Thanks folks. It is pretty much on the heavy side but not to bad. I have seem some of the stands out there and they do use alot less wood then what I have. I just like the added security of never having to worry about the stand failing.


----------



## deaver (Apr 23, 2011)

DrgRcr said:


> deaver said:
> 
> 
> > Sheribobbins said:
> ...


Any pics, links to an example? i'm going to be doing a build for a 180 also so i'm open to ideas. thanks


----------



## papasmurf (May 21, 2003)

it is really overbuilt....the one I made for my 125 is too. No problem there as hopefully you will not have to move it around a lot and you can sleep easier at night knowing your tank is secure on it's stand. The one's at the stores that are plywood or mdf are just too cheap and flimsy looking for me and the one you made looks so much better.


----------



## mentallylost (Apr 9, 2005)

yearmax said:


> Thanks folks. It is pretty much on the heavy side but not to bad. I have seem some of the stands out there and they do use alot less wood then what I have. I just like the added security of never having to worry about the stand failing.

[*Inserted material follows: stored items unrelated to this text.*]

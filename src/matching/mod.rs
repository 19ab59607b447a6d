//! Specialist matching — deterministic keyword routing of symptom text to
//! a doctor.
//!
//! One canonical procedure (the product previously shipped two divergent
//! scans): lowercase everything, tokenize the symptom text on whitespace
//! with punctuation stripped from token edges, then tier the roster —
//! exact specialty token, partial substring/stem overlap, and finally the
//! generalist fallback scan. Selection within the winning tier is uniform
//! random. An empty result is a designed degradation, not an error.

use rand::seq::SliceRandom;
use serde::Serialize;

use crate::models::Doctor;

/// Minimum shared prefix for the stem tier. Inflected medical French pairs
/// like "cardiaque" / "cardiologue" share no substring relation but agree
/// on their first five characters.
const STEM_PREFIX_LEN: usize = 5;

/// Tokens shorter than this never partial-match: stopwords ("de", "la",
/// "et") would otherwise substring-match most specialty names.
const MIN_PARTIAL_TOKEN_LEN: usize = 4;

/// How a doctor matched the symptom text.
#[derive(Debug, Clone, Copy, PartialEq, Eq, Serialize)]
#[serde(rename_all = "snake_case")]
pub enum MatchTier {
    /// A symptom token equals the specialty.
    Exact,
    /// Substring or stem-prefix overlap between a token and the specialty.
    Partial,
    /// Selected by the generalist fallback scan.
    Generalist,
}

/// Outcome of a match attempt.
#[derive(Debug, Clone, PartialEq)]
pub enum MatchOutcome {
    Matched { doctor: Doctor, tier: MatchTier },
    NoMatch,
}

/// Lowercase, split on whitespace, strip punctuation from token edges.
/// Synthesized narratives flow through here too, so markdown edges
/// (`**`, list dashes) are stripped along with sentence punctuation.
fn tokenize(text: &str) -> Vec<String> {
    text.to_lowercase()
        .split_whitespace()
        .map(|word| {
            word.trim_matches(|c: char| {
                matches!(c, ',' | '.' | ';' | ':' | '!' | '?' | '(' | ')' | '*' | '-')
            })
            .to_string()
        })
        .filter(|word| !word.is_empty())
        .collect()
}

/// True when `a` and `b` agree on their first `STEM_PREFIX_LEN` characters.
fn shares_stem(a: &str, b: &str) -> bool {
    let mut shared = 0;
    let mut a_chars = a.chars();
    let mut b_chars = b.chars();
    loop {
        match (a_chars.next(), b_chars.next()) {
            (Some(x), Some(y)) if x == y => shared += 1,
            _ => break,
        }
        if shared >= STEM_PREFIX_LEN {
            return true;
        }
    }
    false
}

fn tier_for(tokens: &[String], specialty: &str) -> Option<MatchTier> {
    let specialty = specialty.to_lowercase();
    let specialty = specialty.trim();
    if specialty.is_empty() {
        return None;
    }

    if tokens.iter().any(|token| token == specialty) {
        return Some(MatchTier::Exact);
    }

    let partial = tokens
        .iter()
        .filter(|token| token.chars().count() >= MIN_PARTIAL_TOKEN_LEN)
        .any(|token| {
            specialty.contains(token.as_str())
                || token.contains(specialty)
                || shares_stem(token, specialty)
        });
    partial.then_some(MatchTier::Partial)
}

/// Generalist scan covers both plain and accented spellings
/// ("generaliste", "généraliste", "médecine générale").
fn is_generalist(specialty: &str) -> bool {
    let lowered = specialty.to_lowercase();
    lowered.contains("general") || lowered.contains("généra")
}

/// Pick a specialist for `symptom_text` from `roster`.
pub fn find_specialist(symptom_text: &str, roster: &[Doctor]) -> MatchOutcome {
    let tokens = tokenize(symptom_text);

    let mut exact: Vec<&Doctor> = Vec::new();
    let mut partial: Vec<&Doctor> = Vec::new();
    for doctor in roster {
        match tier_for(&tokens, &doctor.specialty) {
            Some(MatchTier::Exact) => exact.push(doctor),
            Some(MatchTier::Partial) => partial.push(doctor),
            _ => {}
        }
    }

    let mut rng = rand::thread_rng();
    if let Some(doctor) = exact.choose(&mut rng) {
        return MatchOutcome::Matched {
            doctor: (*doctor).clone(),
            tier: MatchTier::Exact,
        };
    }
    if let Some(doctor) = partial.choose(&mut rng) {
        return MatchOutcome::Matched {
            doctor: (*doctor).clone(),
            tier: MatchTier::Partial,
        };
    }

    let generalists: Vec<&Doctor> = roster
        .iter()
        .filter(|doctor| is_generalist(&doctor.specialty))
        .collect();
    if let Some(doctor) = generalists.choose(&mut rng) {
        return MatchOutcome::Matched {
            doctor: (*doctor).clone(),
            tier: MatchTier::Generalist,
        };
    }

    MatchOutcome::NoMatch
}

#[cfg(test)]
mod tests {
    use super::*;

    fn doctor(id: u64, specialty: &str) -> Doctor {
        Doctor {
            id,
            name: format!("Dr. {id}"),
            specialty: specialty.into(),
            assigned_cases: Vec::new(),
        }
    }

    fn matched_id(outcome: MatchOutcome) -> u64 {
        match outcome {
            MatchOutcome::Matched { doctor, .. } => doctor.id,
            MatchOutcome::NoMatch => panic!("expected a match"),
        }
    }

    #[test]
    fn cardiac_symptoms_route_to_the_cardiologist() {
        let roster = vec![doctor(1, "cardiologue"), doctor(2, "dermatologue")];
        let outcome = find_specialist("douleur cardiaque thoracique", &roster);
        assert_eq!(matched_id(outcome), 1);
    }

    #[test]
    fn unknown_symptoms_fall_back_to_the_generalist() {
        let roster = vec![doctor(3, "generaliste")];
        match find_specialist("symptôme inconnu xyz", &roster) {
            MatchOutcome::Matched { doctor, tier } => {
                assert_eq!(doctor.id, 3);
                assert_eq!(tier, MatchTier::Generalist);
            }
            MatchOutcome::NoMatch => panic!("expected generalist fallback"),
        }
    }

    #[test]
    fn unknown_symptoms_without_generalist_is_no_match() {
        let roster = vec![doctor(2, "dermatologue")];
        assert_eq!(
            find_specialist("symptôme inconnu xyz", &roster),
            MatchOutcome::NoMatch
        );
    }

    #[test]
    fn exact_specialty_token_beats_partial_overlap() {
        // "dermatologue" appears verbatim; "cardiaque" only stem-matches.
        let roster = vec![doctor(1, "cardiologue"), doctor(2, "dermatologue")];
        let outcome =
            find_specialist("problème cardiaque, avis dermatologue demandé", &roster);
        match outcome {
            MatchOutcome::Matched { doctor, tier } => {
                assert_eq!(doctor.id, 2);
                assert_eq!(tier, MatchTier::Exact);
            }
            MatchOutcome::NoMatch => panic!("expected a match"),
        }
    }

    #[test]
    fn punctuation_does_not_break_exact_matching() {
        let roster = vec![doctor(5, "dermatologue")];
        let outcome = find_specialist("Dermatologue, s'il vous plaît.", &roster);
        match outcome {
            MatchOutcome::Matched { tier, .. } => assert_eq!(tier, MatchTier::Exact),
            MatchOutcome::NoMatch => panic!("expected a match"),
        }
    }

    #[test]
    fn stopwords_never_partial_match() {
        // "de" is a substring of "dermatologue" but too short to count.
        let roster = vec![doctor(2, "dermatologue")];
        assert_eq!(
            find_specialist("mal de ventre", &roster),
            MatchOutcome::NoMatch
        );
    }

    #[test]
    fn accented_generalist_spelling_is_found() {
        let roster = vec![doctor(4, "Médecine générale")];
        let outcome = find_specialist("symptôme inconnu", &roster);
        assert_eq!(matched_id(outcome), 4);
    }

    #[test]
    fn specialty_matching_is_case_insensitive() {
        let roster = vec![doctor(6, "Cardiologue")];
        let outcome = find_specialist("DOULEUR CARDIAQUE", &roster);
        assert_eq!(matched_id(outcome), 6);
    }

    #[test]
    fn empty_roster_is_no_match() {
        assert_eq!(find_specialist("fièvre", &[]), MatchOutcome::NoMatch);
    }

    #[test]
    fn empty_symptom_text_reaches_the_generalist_only() {
        let roster = vec![doctor(1, "cardiologue"), doctor(3, "generaliste")];
        let outcome = find_specialist("", &roster);
        assert_eq!(matched_id(outcome), 3);
    }

    #[test]
    fn selection_among_equals_is_confined_to_candidates() {
        let roster = vec![
            doctor(1, "cardiologue"),
            doctor(2, "cardiologue"),
            doctor(9, "dermatologue"),
        ];
        for _ in 0..20 {
            let id = matched_id(find_specialist("douleur cardiaque", &roster));
            assert!(id == 1 || id == 2, "unexpected doctor {id}");
        }
    }

    #[test]
    fn stem_prefix_requires_five_shared_characters() {
        assert!(shares_stem("cardiaque", "cardiologue"));
        // "derme" / "dermatologue" agree on only 4 characters
        assert!(!shares_stem("derme", "dermatologue"));
        assert!(!shares_stem("fièvre", "cardiologue"));
    }

    #[test]
    fn tokenize_strips_punctuation_and_lowers() {
        let tokens = tokenize("Douleur, thoracique. (aiguë)");
        assert_eq!(tokens, vec!["douleur", "thoracique", "aiguë"]);
    }
}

 Nothing wrong with over-building. Can't say the same for an under-built stand.

Yearmax, you did a great job on this stand. Any plans for a canopy in the future?


----------



## tim_s (Nov 27, 2011)

Looks super nice


----------



## yearmax (Aug 11, 2010)

mentallylost said:


> yearmax said:
> 
> 
> > Thanks folks. It is pretty much on the heavy side but not to bad. I have seem some of the stands out there and they do use alot less wood then what I have. I just like the added security of never having to worry about the stand failing.
> ...


Thanks. That is phase 2..LOL.. I do want to get a canopy on it just cant do it at the moment.


----------



## DrgRcr (Jun 23, 2009)

deaver said:


> DrgRcr said:
> 
> 
> > deaver said:
> ...


Here you go, my thread from nearly 3 years ago when I built my 125 stand. Still rock solid and not a sign anywhere of weakness. I also recently built a 2nd stand out of nothing but some 2x framing and pocket holes. 125 on top and 75 on the bottom.

http://www.cichlid-forum.com/phpBB/view ... highlight=


----------



## deaver (Apr 23, 2011)

very nice, my current stand for my 77ga is a Hagen particle board and I've had it since 98'. I had it in use for 2 yrs when i moved, it was dismantled for 8 yrs. it been now in use for 4 yrs it makes me nervous. when my fishroom is ready it gonna be exchanged for 2x4's.


----------



## yearmax (Aug 11, 2010)

It is finally complete. Here is the final result.


----------



## 123vb123 (Feb 10, 2012)

what-the-fuck is people talking about? too heavy?!? Do you know the weight of water? A 1 gram tank stand will still be too much for u wuzz to move around with a 1 gallon bowl init. If you wanna move a tank stand, put wheels on it, get a robe and tie a knob drag it down town to show off.

That tank stand is awesome, period!


----------



## yearmax (Aug 11, 2010)

123vb123 said:


> what-the-#%$& is people talking about? too heavy?!? Do you know the weight of water? A 1 gram tank stand will still be too much for u wuzz to move around with a 1 gallon bowl init. If you wanna move a tank stand, put wheels on it, get a robe and tie a knob drag it down town to show off.
> 
> That tank stand is awesome, period!


Love it .. Thanks... Thank you all for your comments and opinions. Love the site and the people.


----------



## 123vb123 (Feb 10, 2012)

And thank you for sharing


----------